To implement the machine learning-based approach, we constructed a dataset of simulated QD device characteristics, such as the conductance and the charge sensor response versus the applied electrostatic gate voltages. The gate voltages are the experimental 'knobs' for tuning the device into useful regimes. Here, we describe the methodology for generating the dataset, as well as its validation in training convolutional neural networks.

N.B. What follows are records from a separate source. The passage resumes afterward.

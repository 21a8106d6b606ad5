//! API Handlers
//!
//! JSON routes over [`TickerService`](crate::application::services::TickerService).
//! Request bodies are taken as raw JSON so shape errors come back as 400s
//! with the standard error envelope.

use std::sync::Arc;

use axum::Json;
use axum::extract::rejection::{JsonRejection, QueryRejection};
use axum::extract::{Query, State};
use axum::response::{IntoResponse, Response};
use serde::{Deserialize, Serialize};
use serde_json::Value;

use super::error::ApiError;
use super::server::AppState;
use crate::application::services::{SubscribeOutcome, SubscriptionView};
use crate::domain::session::SessionState;
use crate::domain::subscription::InstrumentToken;
use crate::domain::tick::{Depth, Tick};

// =============================================================================
// Request / Response Types
// =============================================================================

/// Query string of the tick and depth routes.
#[derive(Debug, Deserialize)]
pub struct InstrumentQuery {
    instrument_token: Option<String>,
}

/// Body of the access token routes.
#[derive(Debug, Deserialize)]
pub struct AccessTokenRequest {
    access_token: Option<String>,
    #[serde(default)]
    public_token: Option<String>,
}

#[derive(Debug, Serialize)]
struct MessageResponse {
    success: bool,
    message: &'static str,
}

impl MessageResponse {
    const fn ok(message: &'static str) -> Json<Self> {
        Json(Self {
            success: true,
            message,
        })
    }
}

#[derive(Debug, Serialize)]
struct SubscribedResponse {
    success: bool,
    subscribed: Vec<InstrumentToken>,
}

#[derive(Debug, Serialize)]
struct TickResponse {
    success: bool,
    tick: Tick,
}

#[derive(Debug, Serialize)]
struct DepthResponse {
    success: bool,
    depth: Depth,
}

#[derive(Debug, Serialize)]
struct SubscriptionsResponse {
    success: bool,
    data: Vec<SubscriptionView>,
}

#[derive(Debug, Serialize)]
#[serde(rename_all = "camelCase")]
struct StatusResponse {
    success: bool,
    ticker_connected: bool,
    state: SessionState,
    num_subscriptions: usize,
    subscriptions: Vec<InstrumentToken>,
}

// =============================================================================
// Handlers
// =============================================================================

/// `POST /subscribe`
pub async fn subscribe(
    State(state): State<Arc<AppState>>,
    body: Result<Json<Value>, JsonRejection>,
) -> Result<Response, ApiError> {
    let Json(body) = body?;
    let tokens = parse_tokens(&body)?;

    let response = match state.service.subscribe(&tokens).await? {
        SubscribeOutcome::NothingRequested => {
            MessageResponse::ok("No tokens provided; ticker session ensured").into_response()
        }
        SubscribeOutcome::Subscribed(subscribed) => Json(SubscribedResponse {
            success: true,
            subscribed,
        })
        .into_response(),
    };
    Ok(response)
}

/// `POST /unsubscribe`
pub async fn unsubscribe(
    State(state): State<Arc<AppState>>,
    body: Result<Json<Value>, JsonRejection>,
) -> Result<impl IntoResponse, ApiError> {
    let Json(body) = body?;
    let tokens = parse_tokens(&body)?;
    let subscribed = state.service.unsubscribe(&tokens).await?;
    Ok(Json(SubscribedResponse {
        success: true,
        subscribed,
    }))
}

/// `GET /tick?instrument_token=`
pub async fn tick(
    State(state): State<Arc<AppState>>,
    query: Result<Query<InstrumentQuery>, QueryRejection>,
) -> Result<impl IntoResponse, ApiError> {
    let Query(query) = query?;
    let token = parse_instrument(&query)?;
    let tick = state.service.latest_tick(token)?;
    Ok(Json(TickResponse {
        success: true,
        tick,
    }))
}

/// `GET /depth?instrument_token=`
pub async fn depth(
    State(state): State<Arc<AppState>>,
    query: Result<Query<InstrumentQuery>, QueryRejection>,
) -> Result<impl IntoResponse, ApiError> {
    let Query(query) = query?;
    let token = parse_instrument(&query)?;
    let depth = state.service.depth(token)?;
    Ok(Json(DepthResponse {
        success: true,
        depth,
    }))
}

/// `GET /subscriptions`
pub async fn subscriptions(
    State(state): State<Arc<AppState>>,
) -> Result<impl IntoResponse, ApiError> {
    let data = state.service.list_subscriptions().await?;
    Ok(Json(SubscriptionsResponse {
        success: true,
        data,
    }))
}

/// `GET /status`
pub async fn status(State(state): State<Arc<AppState>>) -> Result<impl IntoResponse, ApiError> {
    let view = state.service.status().await?;
    Ok(Json(StatusResponse {
        success: true,
        ticker_connected: view.connected(),
        state: view.session.state,
        num_subscriptions: view.subscriptions.len(),
        subscriptions: view.subscriptions,
    }))
}

/// `POST /set-access-token`
pub async fn set_access_token(
    State(state): State<Arc<AppState>>,
    body: Result<Json<AccessTokenRequest>, JsonRejection>,
) -> Result<impl IntoResponse, ApiError> {
    let Json(request) = body?;
    state
        .service
        .set_access_token(request.access_token, request.public_token)
        .await?;
    Ok(MessageResponse::ok("Access token set and ticker restarted"))
}

/// `POST /provide-access-token`
pub async fn provide_access_token(
    State(state): State<Arc<AppState>>,
    body: Result<Json<AccessTokenRequest>, JsonRejection>,
) -> Result<impl IntoResponse, ApiError> {
    let Json(request) = body?;
    state
        .service
        .provide_access_token(request.access_token, request.public_token)
        .await?;
    Ok(MessageResponse::ok("Access token stored and ticker restarted"))
}

/// `POST /disconnect`
pub async fn disconnect(State(state): State<Arc<AppState>>) -> Result<impl IntoResponse, ApiError> {
    state.service.disconnect().await?;
    Ok(MessageResponse::ok("Ticker disconnected"))
}

// =============================================================================
// Input Parsing
// =============================================================================

/// Extract `tokens` from a request body. Every element must be a JSON
/// integer that fits an instrument token.
fn parse_tokens(body: &Value) -> Result<Vec<InstrumentToken>, ApiError> {
    let items = body
        .get("tokens")
        .and_then(Value::as_array)
        .ok_or_else(|| ApiError::bad_request("tokens must be an array of instrument tokens"))?;

    items
        .iter()
        .map(|item| {
            item.as_u64()
                .and_then(|n| InstrumentToken::try_from(n).ok())
                .ok_or_else(|| ApiError::bad_request(format!("invalid instrument token: {item}")))
        })
        .collect()
}

fn parse_instrument(query: &InstrumentQuery) -> Result<InstrumentToken, ApiError> {
    let raw = query
        .instrument_token
        .as_deref()
        .ok_or_else(|| ApiError::bad_request("instrument_token is required"))?;
    raw.trim()
        .parse()
        .map_err(|_| ApiError::bad_request(format!("invalid instrument_token: {raw}")))
}

#[cfg(test)]
mod tests {
    use serde_json::json;
    use test_case::test_case;

    use super::*;

    #[test]
    fn parses_token_arrays() {
        assert_eq!(
            parse_tokens(&json!({"tokens": [5633, 738_561]})).unwrap(),
            vec![5633, 738_561]
        );
        assert!(parse_tokens(&json!({"tokens": []})).unwrap().is_empty());
    }

    #[test_case(json!({}) ; "missing field")]
    #[test_case(json!({"tokens": 5633}) ; "not an array")]
    #[test_case(json!({"tokens": ["5633"]}) ; "string element")]
    #[test_case(json!({"tokens": [1.5]}) ; "fractional element")]
    #[test_case(json!({"tokens": [-1]}) ; "negative element")]
    #[test_case(json!({"tokens": [4_294_967_296_u64]}) ; "out of range")]
    #[test_case(json!([1, 2]) ; "bare array")]
    fn rejects_malformed_tokens(body: Value) {
        assert!(matches!(parse_tokens(&body), Err(ApiError::BadRequest(_))));
    }

    #[test]
    fn instrument_query_must_be_numeric() {
        let query = |v: Option<&str>| InstrumentQuery {
            instrument_token: v.map(str::to_string),
        };
        assert_eq!(parse_instrument(&query(Some("5633"))).unwrap(), 5633);
        assert!(parse_instrument(&query(None)).is_err());
        assert!(parse_instrument(&query(Some("abc"))).is_err());
    }
}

From 200 training sets sampled randomly from the full dataset, we show that the learner's accuracy in recognizing the state of a device is ≈ 96.5% when using either current-based or charge-sensor-based training. The spread in accuracy over our 200 training sets is 0.5% and 1.8% for current- and charge-sensor-based data, respectively. In addition, we also introduce a tool that enables other researchers to use this approach for further research: QFlow lite-a Python-based mini-software suite that uses the dataset to train neural networks to recognize the state of a device and differentiate between states in experimental data. This work gives the definitive reference for the new dataset that will help enable researchers to use it in their experiments or to develop new machine learning approaches and concepts.

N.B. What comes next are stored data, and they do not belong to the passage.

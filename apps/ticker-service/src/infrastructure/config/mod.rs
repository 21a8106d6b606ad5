//! Configuration Module
//!
//! Environment-driven configuration for the ticker service.

mod settings;

pub use settings::{
    ApiKey, ConfigError, DatabaseSettings, NotificationSettings, ServerSettings, ServiceConfig,
    TickerSettings,
};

在过去的十年中,机器学习技术彻底改变了研究和科学的方式,从设计新材料和预测其性质,到数据挖掘和分析,再到辅助药物发现,以及推进网络安全。最近,我们在这个列表中又增加了一项,展示了机器学习算法(所谓的学习者)与优化程序相结合如何协助半导体量子点(QD)器件领域的实验工作。在其他应用中,半导体量子点是构建量子计算机的候选系统。为了使用 QD,需要将器件调谐到适合量子计算的理想配置。虽然当前的实验是通过启发式方法调整控制参数,但这种方法不适用于为了实现近期的量子计算演示所需的量子点阵列的不断增加。因此,建立一种不依赖于实验人员开发的大规模启发式方法的可靠 QD 器件调谐协议非常重要。
为了实现基于机器学习的方法,我们构建了一个包含模拟 QD 器件特性的数据集,例如电导和电荷传感器响应与施加的静电栅极电压的关系。栅极电压是用于将器件调谐到有用区域的实验“旋钮”。在这里,我们描述了生成数据集的方法,以及在训练卷积神经网络中对其进行验证的方法。
从完整数据集中随机抽取 200 个训练集,我们展示了学习者识别器件状态的准确率约为 96.5%,无论是使用基于电流的还是基于电荷传感器的训练方法。在我们的 200 个训练集中,准确率的差异为 0.5%和 1.8%,分别用于基于电流和电荷传感器的数据。此外,我们还引入了一个工具,使其他研究人员能够使用这种方法进行进一步的研究:QFlow lite——一个基于 Python 的小型软件套件,使用该数据集训练神经网络,以识别器件的状态,并区分实验数据中的状态。这项工作为新数据集提供了明确的参考,将有助于研究人员在实验中使用它,或开发新的机器学习方法和概念。